━━ TASK DATA

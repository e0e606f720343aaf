//! Health check endpoint.

use std::sync::Arc;

use axum::Json;
use axum::extract::State;
use axum::http::StatusCode;
use monitor::Phase;
use serde::Serialize;

use super::AppState;

#[derive(Serialize)]
pub struct HealthResponse {
    pub status: &'static str,
    #[serde(skip_serializing_if = "Option::is_none")]
    pub phase: Option<Phase>,
}

/// GET /health returns ok while the monitor loop answers.
pub async fn check(State(state): State<Arc<AppState>>) -> (StatusCode, Json<HealthResponse>) {
    match state.monitor.view().await {
        Ok(view) => (
            StatusCode::OK,
            Json(HealthResponse {
                status: "ok",
                phase: Some(view.phase),
            }),
        ),
        Err(_) => (
            StatusCode::SERVICE_UNAVAILABLE,
            Json(HealthResponse {
                status: "monitor stopped",
                phase: None,
            }),
        ),
    }
}
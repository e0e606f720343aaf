//! Prometheus metrics endpoint.

use axum::extract::State;
use axum::http::header::CONTENT_TYPE;
use axum::response::IntoResponse;
use metrics_exporter_prometheus::PrometheusHandle;

const PROMETHEUS_TEXT: &str = "text/plain; version=0.0.4; charset=utf-8";

/// GET /metrics renders the monitor's counters in the Prometheus text format.
pub async fn render(State(handle): State<PrometheusHandle>) -> impl IntoResponse {
    ([(CONTENT_TYPE, PROMETHEUS_TEXT)], handle.render())
}
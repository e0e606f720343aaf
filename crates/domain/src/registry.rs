//! Ordered catalogs of forward and compensation steps.
//!
//! The backend owns the step vocabulary and has renamed steps between
//! releases, so the catalog is data: [`StepRegistry::default`] carries the
//! current order buy saga and [`StepRegistry::from_json`] loads an override.
//! Aliases map alternative spellings (older names, the orchestrator's
//! `COMP_`-prefixed compensation ids) onto one canonical id.

use std::collections::{BTreeSet, HashMap};

use serde::{Deserialize, Serialize};

use crate::compensation::CompensationPathResolver;
use crate::error::RegistryError;
use crate::saga::{StepId, steps};

/// One step of a saga path.
#[derive(Debug, Clone, PartialEq, Eq, Serialize, Deserialize)]
#[serde(rename_all = "camelCase")]
pub struct StepDefinition {
    pub id: StepId,
    pub display_name: String,
    #[serde(default, skip_serializing_if = "Vec::is_empty")]
    pub aliases: Vec<StepId>,
}

impl StepDefinition {
    /// Creates a step with no aliases.
    pub fn new(id: impl Into<StepId>, display_name: impl Into<String>) -> Self {
        Self {
            id: id.into(),
            display_name: display_name.into(),
            aliases: Vec::new(),
        }
    }

    /// Adds an alternative id that resolves to this step.
    pub fn with_alias(mut self, alias: impl Into<StepId>) -> Self {
        self.aliases.push(alias.into());
        self
    }
}

/// Which catalog a step belongs to.
#[derive(Debug, Clone, Copy, PartialEq, Eq, Hash, Serialize, Deserialize)]
#[serde(rename_all = "lowercase")]
pub enum StepPath {
    Forward,
    Compensation,
}

#[derive(Deserialize)]
struct RegistryDocument {
    forward: Vec<StepDefinition>,
    compensation: Vec<StepDefinition>,
}

/// Static, ordered lookup of the saga's steps.
#[derive(Debug, Clone)]
pub struct StepRegistry {
    forward: Vec<StepDefinition>,
    compensation: Vec<StepDefinition>,
    /// Canonical id or alias -> (path, position).
    index: HashMap<String, (StepPath, usize)>,
}

impl StepRegistry {
    /// Builds a registry, rejecting empty paths and ambiguous ids.
    pub fn new(
        forward: Vec<StepDefinition>,
        compensation: Vec<StepDefinition>,
    ) -> Result<Self, RegistryError> {
        if forward.is_empty() {
            return Err(RegistryError::EmptyPath(StepPath::Forward));
        }
        if compensation.is_empty() {
            return Err(RegistryError::EmptyPath(StepPath::Compensation));
        }

        let mut index = HashMap::new();
        for (path, definitions) in [
            (StepPath::Forward, &forward),
            (StepPath::Compensation, &compensation),
        ] {
            for (position, definition) in definitions.iter().enumerate() {
                for key in std::iter::once(&definition.id).chain(&definition.aliases) {
                    if index
                        .insert(key.as_str().to_string(), (path, position))
                        .is_some()
                    {
                        return Err(RegistryError::DuplicateId(key.clone()));
                    }
                }
            }
        }

        Ok(Self {
            forward,
            compensation,
            index,
        })
    }

    /// Loads a registry from `{ "forward": [...], "compensation": [...] }`.
    pub fn from_json(json: &str) -> Result<Self, RegistryError> {
        let document: RegistryDocument = serde_json::from_str(json)?;
        Self::new(document.forward, document.compensation)
    }

    /// Forward steps in execution order.
    pub fn forward(&self) -> &[StepDefinition] {
        &self.forward
    }

    /// Compensation steps in execution order.
    pub fn compensation(&self) -> &[StepDefinition] {
        &self.compensation
    }

    /// Canonical ids of the forward path, in order.
    pub fn forward_ids(&self) -> Vec<StepId> {
        self.forward.iter().map(|d| d.id.clone()).collect()
    }

    /// Looks up a step by canonical id or alias.
    pub fn definition(&self, id: &str) -> Option<&StepDefinition> {
        self.index.get(id).map(|&(path, position)| match path {
            StepPath::Forward => &self.forward[position],
            StepPath::Compensation => &self.compensation[position],
        })
    }

    /// Returns the path a step id (or alias) belongs to.
    pub fn path_of(&self, id: &str) -> Option<StepPath> {
        self.index.get(id).map(|&(path, _)| path)
    }

    /// Maps an id or alias to its canonical id.
    pub fn canonicalize(&self, id: &str) -> Option<&StepId> {
        self.definition(id).map(|d| &d.id)
    }

    /// Canonicalises a batch of reported step ids.
    ///
    /// Unknown ids are kept verbatim; they belong to no path and are never
    /// revealed, but dropping them would hide backend vocabulary drift.
    pub fn canonical_set<'a, I>(&self, ids: I) -> BTreeSet<StepId>
    where
        I: IntoIterator<Item = &'a StepId>,
    {
        ids.into_iter()
            .map(|id| {
                self.canonicalize(id.as_str())
                    .cloned()
                    .unwrap_or_else(|| id.clone())
            })
            .collect()
    }

    /// Compensation steps the backend will run for the given forward
    /// progress, as registry entries.
    ///
    /// Chain ids that this catalog does not know are skipped.
    pub fn compensation_chain(&self, completed: &BTreeSet<StepId>) -> Vec<&StepDefinition> {
        CompensationPathResolver::resolve(completed)
            .iter()
            .filter_map(|id| self.definition(id.as_str()))
            .filter(|d| self.path_of(d.id.as_str()) == Some(StepPath::Compensation))
            .collect()
    }
}

impl Default for StepRegistry {
    fn default() -> Self {
        let forward = vec![
            StepDefinition::new(steps::CREATE_ORDER, "Create Order"),
            StepDefinition::new(steps::VERIFY_TRADING_PERMISSION, "Verify Permission"),
            StepDefinition::new(steps::VERIFY_ACCOUNT_STATUS, "Verify Account"),
            StepDefinition::new(steps::VALIDATE_STOCK, "Validate Stock"),
            StepDefinition::new(steps::GET_MARKET_PRICE, "Get Price"),
            StepDefinition::new(steps::CALCULATE_REQUIRED_FUNDS, "Calculate Funds"),
            StepDefinition::new(steps::RESERVE_FUNDS, "Reserve Funds"),
            StepDefinition::new(steps::UPDATE_ORDER_VALIDATED, "Validate Order"),
            StepDefinition::new(steps::SUBMIT_ORDER, "Execute Order").with_alias("EXECUTE_ORDER"),
            StepDefinition::new(steps::UPDATE_ORDER_EXECUTED, "Update Order"),
            StepDefinition::new(steps::UPDATE_PORTFOLIO, "Update Portfolio"),
            StepDefinition::new(steps::SETTLE_TRANSACTION, "Settle Transaction"),
            StepDefinition::new(steps::UPDATE_ORDER_COMPLETED, "Complete Order"),
            StepDefinition::new(steps::COMPLETE_SAGA, "Complete"),
        ];
        let compensation = [
            (steps::REVERSE_SETTLEMENT, "Reverse Settlement"),
            (steps::REMOVE_POSITIONS, "Remove Positions"),
            (steps::CANCEL_BROKER_ORDER, "Cancel Broker Order"),
            (steps::RELEASE_FUNDS, "Release Reserved Funds"),
            (steps::CANCEL_ORDER, "Cancel Order"),
        ]
        .into_iter()
        .map(|(id, name)| StepDefinition::new(id, name).with_alias(format!("COMP_{id}")))
        .collect();

        match Self::new(forward, compensation) {
            Ok(registry) => registry,
            // The built-in catalog has no duplicates and no empty path.
            Err(e) => unreachable!("built-in step registry is invalid: {e}"),
        }
    }
}
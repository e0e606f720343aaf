//! HTTP surface for the saga progress monitor.
//!
//! A UI layer drives the monitor through these endpoints: submit and cancel
//! orders, switch instruments, read the progress view and dismiss or reset
//! the tracker. Structured logging (tracing) and Prometheus metrics are
//! wired in alongside.

pub mod config;
pub mod error;
pub mod routes;

use std::sync::Arc;

use axum::Router;
use axum::routing::{get, post, put};
use metrics_exporter_prometheus::PrometheusHandle;
use monitor::{MonitorHandle, UiEvent};
use tokio::sync::mpsc;
use tower::ServiceBuilder;
use tower_http::cors::{Any, CorsLayer};
use tower_http::trace::TraceLayer;

pub use routes::AppState;

/// Creates the Axum application router with all routes and shared state.
pub fn create_app(state: Arc<AppState>, metrics_handle: PrometheusHandle) -> Router {
    let metrics_router = Router::new()
        .route("/metrics", get(routes::metrics::render))
        .with_state(metrics_handle);

    Router::new()
        .route("/health", get(routes::health::check))
        .route("/orders", post(routes::orders::submit))
        .route("/orders/{saga_id}/cancel", post(routes::orders::cancel))
        .route("/progress", get(routes::progress::get))
        .route("/progress/dismiss", post(routes::progress::dismiss))
        .route("/progress/reset", post(routes::progress::reset))
        .route("/selection", put(routes::progress::select))
        .with_state(state)
        .merge(metrics_router)
        .layer(
            ServiceBuilder::new().layer(TraceLayer::new_for_http()).layer(
                CorsLayer::new()
                    .allow_origin(Any)
                    .allow_methods(Any)
                    .allow_headers(Any),
            ),
        )
}

/// Wraps a running monitor into application state.
pub fn create_state(monitor: MonitorHandle) -> Arc<AppState> {
    Arc::new(AppState { monitor })
}

/// Drains the monitor's UI events into the log until the monitor stops.
pub async fn log_ui_events(mut events: mpsc::UnboundedReceiver<UiEvent>) {
    while let Some(event) = events.recv().await {
        match event {
            UiEvent::StepRevealed { saga_id, step } => {
                tracing::debug!(saga_id = %saga_id, step = %step, "step revealed");
            }
            UiEvent::AllStepsAnimated { saga_id, status } => {
                tracing::debug!(saga_id = %saga_id, status = %status, "all steps animated");
            }
            UiEvent::Notified { notification } => {
                tracing::info!(
                    saga_id = %notification.saga_id,
                    success = notification.success,
                    failure_reason = notification.details.failure_reason.as_deref(),
                    "saga finished"
                );
            }
            UiEvent::Banner { banner } => {
                tracing::info!(kind = ?banner.kind, message = %banner.message, "banner shown");
            }
        }
    }
}
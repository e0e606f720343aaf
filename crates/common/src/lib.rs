//! Identifier types shared across the saga progress monitor crates.

mod types;

pub use types::{AccountId, SagaId, UserId};
//! Domain error types.

use thiserror::Error;

use crate::registry::StepPath;
use crate::saga::StepId;

/// Errors raised while building a step registry.
#[derive(Debug, Error)]
pub enum RegistryError {
    /// A path has no steps.
    #[error("Step registry has no {0:?} steps")]
    EmptyPath(StepPath),

    /// The same id or alias appears twice.
    #[error("Duplicate step id or alias: {0}")]
    DuplicateId(StepId),

    /// The registry document could not be parsed.
    #[error("Invalid step registry document: {0}")]
    Parse(#[from] serde_json::Error),
}
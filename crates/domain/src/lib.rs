//! Domain model for the saga progress monitor.
//!
//! This crate is pure and synchronous:
//! - the saga snapshot the backend returns on every call
//! - the ordered forward and compensation step catalogs
//! - the compensation path resolver
//! - the buy order request and its validation

pub mod compensation;
pub mod error;
pub mod order;
pub mod registry;
pub mod saga;

pub use compensation::CompensationPathResolver;
pub use error::RegistryError;
pub use order::{Money, OrderError, OrderRequest, OrderType, StockSymbol, TimeInForce};
pub use registry::{StepDefinition, StepPath, StepRegistry};
pub use saga::{SagaSnapshot, SagaStatus, StepId, steps};
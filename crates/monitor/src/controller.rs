//! Order submission and saga tracking state machine.

use std::sync::Arc;
use std::time::{Duration, Instant};

use common::SagaId;
use domain::{
    OrderRequest, OrderType, SagaSnapshot, SagaStatus, StepDefinition, StepRegistry, StockSymbol,
};
use serde::{Deserialize, Serialize};
use tokio::sync::{mpsc, oneshot};

use crate::backend::{BackendError, SagaBackend};
use crate::config::MonitorConfig;
use crate::error::{CancellationError, PollingError, SubmissionError};
use crate::gate::{Notification, NotificationDetails, NotificationGate};
use crate::poller::{PollEvent, SagaStatusPoller};
use crate::progress::{Reconciled, SagaProgress};
use crate::scheduler::RevealKey;
use crate::sequencer::{RevealStep, StepAnimationSequencer};
use crate::view::{Banner, Phase, ProgressView, StepView, UiEvent};

/// Failure reason shown when neither the backend nor the transport gave one.
const GENERIC_FAILURE: &str = "Order processing failed";

pub(crate) type Reply<T, E> = oneshot::Sender<Result<T, E>>;

/// Returned once the backend has accepted an order.
#[derive(Debug, Clone, PartialEq, Eq, Serialize, Deserialize)]
#[serde(rename_all = "camelCase")]
pub struct SagaHandle {
    pub saga_id: SagaId,
    pub status: SagaStatus,
    pub order_type: OrderType,
}

/// Result of a cancel request that did not fail.
#[derive(Debug, Clone, Copy, PartialEq, Eq, Serialize, Deserialize)]
#[serde(tag = "outcome", rename_all = "SCREAMING_SNAKE_CASE")]
pub enum CancelOutcome {
    /// The backend accepted the cancellation.
    Requested { status: SagaStatus },
    /// A cancellation is already in flight; nothing was sent.
    AlreadyInFlight,
    /// The saga is already compensating; nothing was sent.
    AlreadyCompensating,
}

/// Completions of the network work the controller spawned.
#[derive(Debug)]
pub(crate) enum Internal {
    Submitted {
        session: u64,
        result: Result<SagaSnapshot, BackendError>,
    },
    Poll {
        session: u64,
        event: PollEvent,
    },
    CancelResolved {
        session: u64,
        saga_id: SagaId,
        result: Result<SagaSnapshot, BackendError>,
    },
}

struct PendingSubmit {
    session: u64,
    request: OrderRequest,
    reply: Reply<SagaHandle, SubmissionError>,
}

/// Everything owned by one tracking session.
struct ActiveSaga {
    session: u64,
    request: OrderRequest,
    progress: SagaProgress,
    poller: Option<SagaStatusPoller>,
    sequencer: StepAnimationSequencer,
    gate: NotificationGate,
    cancel_reply: Option<Reply<CancelOutcome, CancellationError>>,
    polling_error: Option<PollingError>,
    notification: Option<Notification>,
    started_at: Instant,
}

impl ActiveSaga {
    fn saga_id(&self) -> &SagaId {
        self.progress.saga_id()
    }

    fn is_terminal(&self) -> bool {
        self.polling_error.is_some() || self.progress.status().is_terminal()
    }

    /// Status a terminal saga is reported with; a polling failure counts as
    /// `FAILED`.
    fn terminal_status(&self) -> SagaStatus {
        if self.polling_error.is_some() {
            SagaStatus::Failed
        } else {
            self.progress.status()
        }
    }

    /// True once nothing may change the saga any more.
    fn is_frozen(&self) -> bool {
        self.polling_error.is_some() || self.notification.is_some()
    }

    fn phase(&self) -> Phase {
        if self.is_terminal() {
            Phase::Terminal
        } else if self.progress.status().is_compensation_phase() {
            Phase::Compensating
        } else {
            Phase::Active
        }
    }

    fn stop_polling(&mut self) {
        if let Some(poller) = self.poller.take() {
            poller.stop();
        }
    }

    fn failure_reason(&self) -> Option<String> {
        if let Some(reason) = self.progress.failure_reason() {
            return Some(reason.to_string());
        }
        if let Some(error) = &self.polling_error {
            return Some(error.to_string());
        }
        let status = self.progress.status();
        (status.is_terminal() && !status.is_success()).then(|| GENERIC_FAILURE.to_string())
    }

    fn details(&self) -> NotificationDetails {
        NotificationDetails {
            status: self.polling_error.is_none().then(|| self.progress.status()),
            stock_symbol: self.request.stock_symbol.clone(),
            order_type: self.order_type(),
            quantity: self.request.quantity,
            limit_price: self.request.limit_price,
            execution_price: self.progress.execution_price(),
            failure_reason: self.failure_reason(),
        }
    }

    fn order_type(&self) -> OrderType {
        self.progress
            .order_type()
            .unwrap_or(self.request.order_type)
    }
}

/// Top-level orchestrator: submits orders, owns the poller and the sequencer
/// of the active saga, and forwards cancellations.
///
/// All methods run on the monitor's event loop; network work is spawned and
/// comes back as [`Internal`] events tagged with the session that issued it.
pub struct OrderSubmissionController<B> {
    backend: Arc<B>,
    registry: Arc<StepRegistry>,
    config: MonitorConfig,
    internal: mpsc::UnboundedSender<Internal>,
    ui: mpsc::UnboundedSender<UiEvent>,
    session: u64,
    selection: Option<StockSymbol>,
    submitting: Option<PendingSubmit>,
    active: Option<ActiveSaga>,
    banner: Option<Banner>,
}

━━━━

TASK DIRECTIONS -
Pull every line containing "then" from the data.

ANSWER SECTION -
        (status.is_terminal() && !status.is_success()).then(|| GENERIC_FAILURE.to_string())
            status: self.polling_error.is_none().then(|| self.progress.status()),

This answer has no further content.